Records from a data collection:
----

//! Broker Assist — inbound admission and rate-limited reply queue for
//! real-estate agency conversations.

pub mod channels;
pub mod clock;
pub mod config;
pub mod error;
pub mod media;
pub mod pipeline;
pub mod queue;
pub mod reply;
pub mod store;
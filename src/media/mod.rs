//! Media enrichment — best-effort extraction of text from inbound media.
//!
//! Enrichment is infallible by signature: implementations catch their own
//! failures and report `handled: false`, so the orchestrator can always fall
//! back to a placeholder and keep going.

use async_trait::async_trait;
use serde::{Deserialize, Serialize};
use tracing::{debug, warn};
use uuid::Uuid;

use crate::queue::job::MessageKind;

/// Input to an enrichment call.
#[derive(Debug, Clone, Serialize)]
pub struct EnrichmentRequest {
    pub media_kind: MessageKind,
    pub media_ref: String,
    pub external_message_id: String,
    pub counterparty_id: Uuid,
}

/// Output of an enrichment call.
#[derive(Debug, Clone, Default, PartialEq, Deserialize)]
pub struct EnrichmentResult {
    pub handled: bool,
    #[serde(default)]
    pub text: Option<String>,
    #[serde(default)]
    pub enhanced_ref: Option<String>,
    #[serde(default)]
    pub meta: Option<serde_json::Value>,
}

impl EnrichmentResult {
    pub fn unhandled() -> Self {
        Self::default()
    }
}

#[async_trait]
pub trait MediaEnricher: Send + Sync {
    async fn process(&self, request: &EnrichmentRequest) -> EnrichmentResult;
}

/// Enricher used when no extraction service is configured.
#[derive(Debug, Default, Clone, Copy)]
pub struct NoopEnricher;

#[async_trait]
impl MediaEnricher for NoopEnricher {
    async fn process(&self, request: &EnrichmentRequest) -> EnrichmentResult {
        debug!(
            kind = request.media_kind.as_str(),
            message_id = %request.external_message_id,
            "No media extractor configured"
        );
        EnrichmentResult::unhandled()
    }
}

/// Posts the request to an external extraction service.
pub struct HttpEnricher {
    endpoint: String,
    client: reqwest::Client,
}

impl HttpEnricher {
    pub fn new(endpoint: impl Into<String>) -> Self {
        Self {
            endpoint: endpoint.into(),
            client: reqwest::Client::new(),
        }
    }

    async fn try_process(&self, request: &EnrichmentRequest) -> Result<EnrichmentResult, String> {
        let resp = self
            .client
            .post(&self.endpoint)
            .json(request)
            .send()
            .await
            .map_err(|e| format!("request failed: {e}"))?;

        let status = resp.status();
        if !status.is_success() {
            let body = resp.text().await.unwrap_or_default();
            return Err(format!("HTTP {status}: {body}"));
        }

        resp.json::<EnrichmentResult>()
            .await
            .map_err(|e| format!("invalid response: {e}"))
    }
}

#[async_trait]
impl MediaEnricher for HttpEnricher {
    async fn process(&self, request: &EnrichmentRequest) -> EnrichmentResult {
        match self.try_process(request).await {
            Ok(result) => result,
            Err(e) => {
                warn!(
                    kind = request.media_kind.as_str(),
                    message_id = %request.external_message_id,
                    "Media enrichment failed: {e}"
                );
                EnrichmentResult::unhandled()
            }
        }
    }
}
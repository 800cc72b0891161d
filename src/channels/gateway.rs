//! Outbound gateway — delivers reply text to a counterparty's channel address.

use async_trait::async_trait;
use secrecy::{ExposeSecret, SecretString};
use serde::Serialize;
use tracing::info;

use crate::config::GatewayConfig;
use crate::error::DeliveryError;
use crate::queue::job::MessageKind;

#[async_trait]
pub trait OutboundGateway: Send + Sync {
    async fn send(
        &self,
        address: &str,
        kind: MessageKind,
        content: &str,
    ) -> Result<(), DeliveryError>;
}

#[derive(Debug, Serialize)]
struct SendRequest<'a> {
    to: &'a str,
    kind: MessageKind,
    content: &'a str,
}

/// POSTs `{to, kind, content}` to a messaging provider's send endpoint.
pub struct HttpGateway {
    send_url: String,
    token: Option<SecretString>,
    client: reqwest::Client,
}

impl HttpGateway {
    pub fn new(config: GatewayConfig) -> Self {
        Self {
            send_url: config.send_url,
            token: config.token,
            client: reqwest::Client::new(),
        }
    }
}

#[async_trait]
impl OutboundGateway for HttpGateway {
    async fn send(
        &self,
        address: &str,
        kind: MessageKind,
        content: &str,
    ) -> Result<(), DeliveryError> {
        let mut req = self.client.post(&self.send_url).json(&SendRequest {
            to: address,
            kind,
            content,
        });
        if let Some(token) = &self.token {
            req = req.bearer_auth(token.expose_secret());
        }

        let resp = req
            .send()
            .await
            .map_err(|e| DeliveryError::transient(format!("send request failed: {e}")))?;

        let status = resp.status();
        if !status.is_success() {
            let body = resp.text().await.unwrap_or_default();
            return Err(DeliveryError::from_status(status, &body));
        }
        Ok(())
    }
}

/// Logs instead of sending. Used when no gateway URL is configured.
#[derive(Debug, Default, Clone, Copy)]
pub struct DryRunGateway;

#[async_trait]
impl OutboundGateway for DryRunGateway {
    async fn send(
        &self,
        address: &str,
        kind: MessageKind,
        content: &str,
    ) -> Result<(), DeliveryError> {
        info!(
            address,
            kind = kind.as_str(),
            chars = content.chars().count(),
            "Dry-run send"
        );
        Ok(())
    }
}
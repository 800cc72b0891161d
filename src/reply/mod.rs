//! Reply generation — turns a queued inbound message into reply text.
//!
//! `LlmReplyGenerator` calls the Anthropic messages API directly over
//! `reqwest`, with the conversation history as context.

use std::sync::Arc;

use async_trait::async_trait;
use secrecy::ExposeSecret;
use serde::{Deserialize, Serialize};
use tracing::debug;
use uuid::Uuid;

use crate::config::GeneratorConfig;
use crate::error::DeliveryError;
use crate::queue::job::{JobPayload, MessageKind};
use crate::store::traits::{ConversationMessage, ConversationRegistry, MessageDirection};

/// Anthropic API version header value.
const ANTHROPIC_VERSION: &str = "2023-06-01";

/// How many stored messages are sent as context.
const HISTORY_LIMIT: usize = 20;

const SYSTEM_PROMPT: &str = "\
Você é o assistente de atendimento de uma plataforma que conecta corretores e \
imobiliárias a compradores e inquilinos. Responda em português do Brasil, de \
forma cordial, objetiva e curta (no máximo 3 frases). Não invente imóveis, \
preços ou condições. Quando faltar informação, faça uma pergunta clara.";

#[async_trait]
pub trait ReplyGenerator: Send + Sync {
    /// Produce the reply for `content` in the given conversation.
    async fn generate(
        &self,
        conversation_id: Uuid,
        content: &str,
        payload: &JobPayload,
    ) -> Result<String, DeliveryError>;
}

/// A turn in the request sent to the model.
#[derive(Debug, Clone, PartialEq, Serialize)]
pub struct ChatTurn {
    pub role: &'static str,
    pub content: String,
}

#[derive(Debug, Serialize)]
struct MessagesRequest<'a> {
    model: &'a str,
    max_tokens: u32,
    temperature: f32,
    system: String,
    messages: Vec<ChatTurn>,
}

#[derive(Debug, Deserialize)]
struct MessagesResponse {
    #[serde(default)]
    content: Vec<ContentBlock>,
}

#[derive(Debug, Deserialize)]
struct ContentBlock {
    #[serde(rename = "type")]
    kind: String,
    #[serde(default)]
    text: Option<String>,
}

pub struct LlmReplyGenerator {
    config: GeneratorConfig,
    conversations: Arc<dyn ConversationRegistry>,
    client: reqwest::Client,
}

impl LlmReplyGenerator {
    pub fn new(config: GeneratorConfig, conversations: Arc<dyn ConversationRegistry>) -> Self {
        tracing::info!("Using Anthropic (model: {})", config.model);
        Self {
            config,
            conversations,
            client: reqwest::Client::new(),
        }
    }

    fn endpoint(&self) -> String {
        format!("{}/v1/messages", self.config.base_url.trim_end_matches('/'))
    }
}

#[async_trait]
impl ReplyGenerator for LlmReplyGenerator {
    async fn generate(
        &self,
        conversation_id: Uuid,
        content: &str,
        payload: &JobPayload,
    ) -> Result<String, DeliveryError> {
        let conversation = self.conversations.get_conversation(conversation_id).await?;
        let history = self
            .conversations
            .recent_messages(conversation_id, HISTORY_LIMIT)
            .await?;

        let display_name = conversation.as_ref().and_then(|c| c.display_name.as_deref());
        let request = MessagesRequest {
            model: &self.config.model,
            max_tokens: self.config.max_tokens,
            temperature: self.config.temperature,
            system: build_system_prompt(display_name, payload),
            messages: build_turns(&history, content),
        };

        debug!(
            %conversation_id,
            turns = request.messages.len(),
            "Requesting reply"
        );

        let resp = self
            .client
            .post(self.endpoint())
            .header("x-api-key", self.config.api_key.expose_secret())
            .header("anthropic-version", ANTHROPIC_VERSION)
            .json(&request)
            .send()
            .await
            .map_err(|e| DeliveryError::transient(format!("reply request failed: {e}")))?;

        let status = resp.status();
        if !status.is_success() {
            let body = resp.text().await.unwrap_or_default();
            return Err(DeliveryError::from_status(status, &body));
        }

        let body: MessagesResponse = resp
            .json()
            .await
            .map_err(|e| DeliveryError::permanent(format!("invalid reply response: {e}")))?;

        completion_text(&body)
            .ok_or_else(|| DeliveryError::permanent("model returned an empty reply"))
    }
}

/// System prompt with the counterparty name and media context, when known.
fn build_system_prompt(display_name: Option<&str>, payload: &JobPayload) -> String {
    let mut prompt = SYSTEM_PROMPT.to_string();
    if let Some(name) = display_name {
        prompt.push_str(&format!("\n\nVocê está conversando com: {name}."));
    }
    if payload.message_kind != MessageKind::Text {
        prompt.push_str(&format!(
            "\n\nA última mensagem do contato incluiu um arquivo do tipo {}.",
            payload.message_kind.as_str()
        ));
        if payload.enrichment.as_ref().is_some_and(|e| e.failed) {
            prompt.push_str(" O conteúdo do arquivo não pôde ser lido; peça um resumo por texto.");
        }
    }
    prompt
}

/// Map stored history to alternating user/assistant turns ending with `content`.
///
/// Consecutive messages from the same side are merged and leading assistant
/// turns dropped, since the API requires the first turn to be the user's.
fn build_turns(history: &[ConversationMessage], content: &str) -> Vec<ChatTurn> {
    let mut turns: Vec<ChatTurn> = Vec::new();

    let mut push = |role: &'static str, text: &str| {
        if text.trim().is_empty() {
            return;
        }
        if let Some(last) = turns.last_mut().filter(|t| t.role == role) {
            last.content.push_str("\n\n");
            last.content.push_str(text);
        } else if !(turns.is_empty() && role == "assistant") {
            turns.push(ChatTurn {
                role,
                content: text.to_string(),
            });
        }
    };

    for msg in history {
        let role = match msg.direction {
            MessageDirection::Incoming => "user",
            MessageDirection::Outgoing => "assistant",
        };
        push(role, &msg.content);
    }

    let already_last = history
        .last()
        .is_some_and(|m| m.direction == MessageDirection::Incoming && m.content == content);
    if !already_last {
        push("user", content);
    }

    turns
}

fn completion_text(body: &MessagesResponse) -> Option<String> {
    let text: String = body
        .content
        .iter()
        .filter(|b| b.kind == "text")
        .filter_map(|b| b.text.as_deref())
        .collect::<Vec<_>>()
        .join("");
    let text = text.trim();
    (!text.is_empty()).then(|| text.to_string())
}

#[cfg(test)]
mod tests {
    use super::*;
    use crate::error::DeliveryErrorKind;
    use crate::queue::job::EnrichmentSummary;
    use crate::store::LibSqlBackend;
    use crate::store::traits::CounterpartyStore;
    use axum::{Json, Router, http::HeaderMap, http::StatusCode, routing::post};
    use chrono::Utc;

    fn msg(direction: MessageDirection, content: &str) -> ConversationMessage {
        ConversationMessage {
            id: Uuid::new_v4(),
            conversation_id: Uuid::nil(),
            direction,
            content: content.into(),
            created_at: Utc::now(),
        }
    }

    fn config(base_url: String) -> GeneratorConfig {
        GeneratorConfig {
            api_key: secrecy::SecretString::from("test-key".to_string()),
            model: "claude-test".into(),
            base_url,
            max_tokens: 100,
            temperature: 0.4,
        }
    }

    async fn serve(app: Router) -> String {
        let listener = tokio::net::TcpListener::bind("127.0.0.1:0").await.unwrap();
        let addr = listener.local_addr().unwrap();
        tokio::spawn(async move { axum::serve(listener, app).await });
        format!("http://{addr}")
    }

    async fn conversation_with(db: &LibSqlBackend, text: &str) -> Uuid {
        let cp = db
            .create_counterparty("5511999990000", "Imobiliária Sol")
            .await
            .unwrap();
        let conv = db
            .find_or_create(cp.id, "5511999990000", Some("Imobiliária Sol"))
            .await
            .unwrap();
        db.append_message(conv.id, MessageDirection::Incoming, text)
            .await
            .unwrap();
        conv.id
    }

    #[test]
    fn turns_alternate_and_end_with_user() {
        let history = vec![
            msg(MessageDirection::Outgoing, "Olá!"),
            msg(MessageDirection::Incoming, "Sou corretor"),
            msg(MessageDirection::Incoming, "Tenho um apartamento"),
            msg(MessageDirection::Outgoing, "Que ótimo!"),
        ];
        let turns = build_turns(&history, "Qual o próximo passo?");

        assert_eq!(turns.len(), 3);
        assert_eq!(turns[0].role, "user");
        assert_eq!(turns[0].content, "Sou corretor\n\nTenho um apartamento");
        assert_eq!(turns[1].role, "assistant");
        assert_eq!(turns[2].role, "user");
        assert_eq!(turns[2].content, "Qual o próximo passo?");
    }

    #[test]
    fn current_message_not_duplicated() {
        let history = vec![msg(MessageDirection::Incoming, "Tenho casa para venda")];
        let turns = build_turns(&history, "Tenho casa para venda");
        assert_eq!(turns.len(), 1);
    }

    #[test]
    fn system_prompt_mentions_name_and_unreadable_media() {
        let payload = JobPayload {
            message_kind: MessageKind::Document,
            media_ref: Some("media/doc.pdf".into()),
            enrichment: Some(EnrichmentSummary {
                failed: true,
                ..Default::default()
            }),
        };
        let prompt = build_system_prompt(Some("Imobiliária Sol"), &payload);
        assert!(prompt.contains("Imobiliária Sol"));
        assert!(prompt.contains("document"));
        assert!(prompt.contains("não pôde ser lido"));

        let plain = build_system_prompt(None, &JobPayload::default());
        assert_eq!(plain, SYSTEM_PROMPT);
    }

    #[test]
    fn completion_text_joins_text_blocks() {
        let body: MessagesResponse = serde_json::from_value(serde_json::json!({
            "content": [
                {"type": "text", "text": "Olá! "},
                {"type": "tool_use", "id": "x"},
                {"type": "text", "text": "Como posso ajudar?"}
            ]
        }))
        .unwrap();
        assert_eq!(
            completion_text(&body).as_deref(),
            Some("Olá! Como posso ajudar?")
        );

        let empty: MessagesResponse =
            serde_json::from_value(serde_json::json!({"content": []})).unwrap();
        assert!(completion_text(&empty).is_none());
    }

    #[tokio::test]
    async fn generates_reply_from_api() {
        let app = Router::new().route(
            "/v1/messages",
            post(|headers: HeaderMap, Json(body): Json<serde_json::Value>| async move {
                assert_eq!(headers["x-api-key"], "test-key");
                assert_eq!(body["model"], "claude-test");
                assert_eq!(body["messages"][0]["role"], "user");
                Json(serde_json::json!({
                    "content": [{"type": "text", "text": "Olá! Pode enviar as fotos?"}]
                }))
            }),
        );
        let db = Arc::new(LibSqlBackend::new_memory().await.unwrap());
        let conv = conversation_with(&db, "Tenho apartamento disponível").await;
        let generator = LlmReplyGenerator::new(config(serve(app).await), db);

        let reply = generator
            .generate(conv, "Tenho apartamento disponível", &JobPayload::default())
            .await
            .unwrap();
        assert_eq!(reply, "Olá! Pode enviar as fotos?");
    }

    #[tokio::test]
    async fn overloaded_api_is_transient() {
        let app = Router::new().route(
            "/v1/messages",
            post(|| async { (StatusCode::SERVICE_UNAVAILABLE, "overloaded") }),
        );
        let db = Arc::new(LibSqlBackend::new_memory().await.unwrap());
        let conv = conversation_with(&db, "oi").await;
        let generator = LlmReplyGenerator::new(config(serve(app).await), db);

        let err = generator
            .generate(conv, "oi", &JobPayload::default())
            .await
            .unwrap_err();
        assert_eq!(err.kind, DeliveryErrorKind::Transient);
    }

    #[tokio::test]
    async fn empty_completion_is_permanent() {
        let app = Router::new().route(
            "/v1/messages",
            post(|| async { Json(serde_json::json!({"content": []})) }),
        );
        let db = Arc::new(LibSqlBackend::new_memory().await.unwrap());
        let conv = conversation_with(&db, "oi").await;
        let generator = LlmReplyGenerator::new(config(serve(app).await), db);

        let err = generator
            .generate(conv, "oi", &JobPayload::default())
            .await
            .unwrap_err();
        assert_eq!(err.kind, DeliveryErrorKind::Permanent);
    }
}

----

## Exercise
Find the lines above holding the word "context" and show them.

## Expected output
//! `reqwest`, with the conversation history as context.
/// How many stored messages are sent as context.
/// System prompt with the counterparty name and media context, when known.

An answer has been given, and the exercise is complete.